» ACTIVITY
Among the entries, which lines carry the string "walk"? Copy each of them.

» DATA
═══
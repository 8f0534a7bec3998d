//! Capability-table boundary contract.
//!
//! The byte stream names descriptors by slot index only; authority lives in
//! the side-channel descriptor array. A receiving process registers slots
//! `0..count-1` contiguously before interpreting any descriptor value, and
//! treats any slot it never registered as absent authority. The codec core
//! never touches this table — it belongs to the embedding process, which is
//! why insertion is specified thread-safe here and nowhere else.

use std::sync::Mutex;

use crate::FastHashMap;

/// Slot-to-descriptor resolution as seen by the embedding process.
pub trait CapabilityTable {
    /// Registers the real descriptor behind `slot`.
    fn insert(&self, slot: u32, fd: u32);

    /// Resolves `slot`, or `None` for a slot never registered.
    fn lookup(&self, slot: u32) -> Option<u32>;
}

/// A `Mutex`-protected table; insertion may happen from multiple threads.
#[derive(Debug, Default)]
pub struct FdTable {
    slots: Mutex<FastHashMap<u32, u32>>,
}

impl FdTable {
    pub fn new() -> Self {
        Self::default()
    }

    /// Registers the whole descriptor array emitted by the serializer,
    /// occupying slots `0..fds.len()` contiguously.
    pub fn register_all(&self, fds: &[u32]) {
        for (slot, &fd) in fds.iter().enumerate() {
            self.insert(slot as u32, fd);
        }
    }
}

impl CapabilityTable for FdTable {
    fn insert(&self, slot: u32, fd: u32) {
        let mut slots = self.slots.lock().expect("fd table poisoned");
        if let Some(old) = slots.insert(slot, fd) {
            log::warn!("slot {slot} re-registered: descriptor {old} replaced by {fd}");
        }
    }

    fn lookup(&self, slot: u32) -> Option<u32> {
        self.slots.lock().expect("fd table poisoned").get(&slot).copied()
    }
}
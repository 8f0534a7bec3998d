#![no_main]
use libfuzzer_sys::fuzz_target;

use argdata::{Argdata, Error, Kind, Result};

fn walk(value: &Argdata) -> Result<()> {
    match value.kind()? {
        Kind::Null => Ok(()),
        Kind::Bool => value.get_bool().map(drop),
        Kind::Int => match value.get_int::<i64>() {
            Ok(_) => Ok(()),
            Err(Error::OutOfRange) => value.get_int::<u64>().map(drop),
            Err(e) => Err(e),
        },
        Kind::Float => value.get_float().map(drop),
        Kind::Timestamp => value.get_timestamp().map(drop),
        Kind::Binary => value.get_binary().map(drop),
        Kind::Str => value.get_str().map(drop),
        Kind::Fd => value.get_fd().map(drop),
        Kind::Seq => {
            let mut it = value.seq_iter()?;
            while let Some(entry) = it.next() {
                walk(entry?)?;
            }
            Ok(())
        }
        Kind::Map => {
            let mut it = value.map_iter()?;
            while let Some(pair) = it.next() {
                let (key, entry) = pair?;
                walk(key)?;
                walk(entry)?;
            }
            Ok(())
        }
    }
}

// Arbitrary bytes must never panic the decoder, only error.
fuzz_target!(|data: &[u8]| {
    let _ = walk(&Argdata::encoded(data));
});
═══
» SOLUTION TO THE PROBLEM
fn walk(value: &Argdata) -> Result<()> {
                walk(entry?)?;
                walk(key)?;
                walk(entry)?;
    let _ = walk(&Argdata::encoded(data));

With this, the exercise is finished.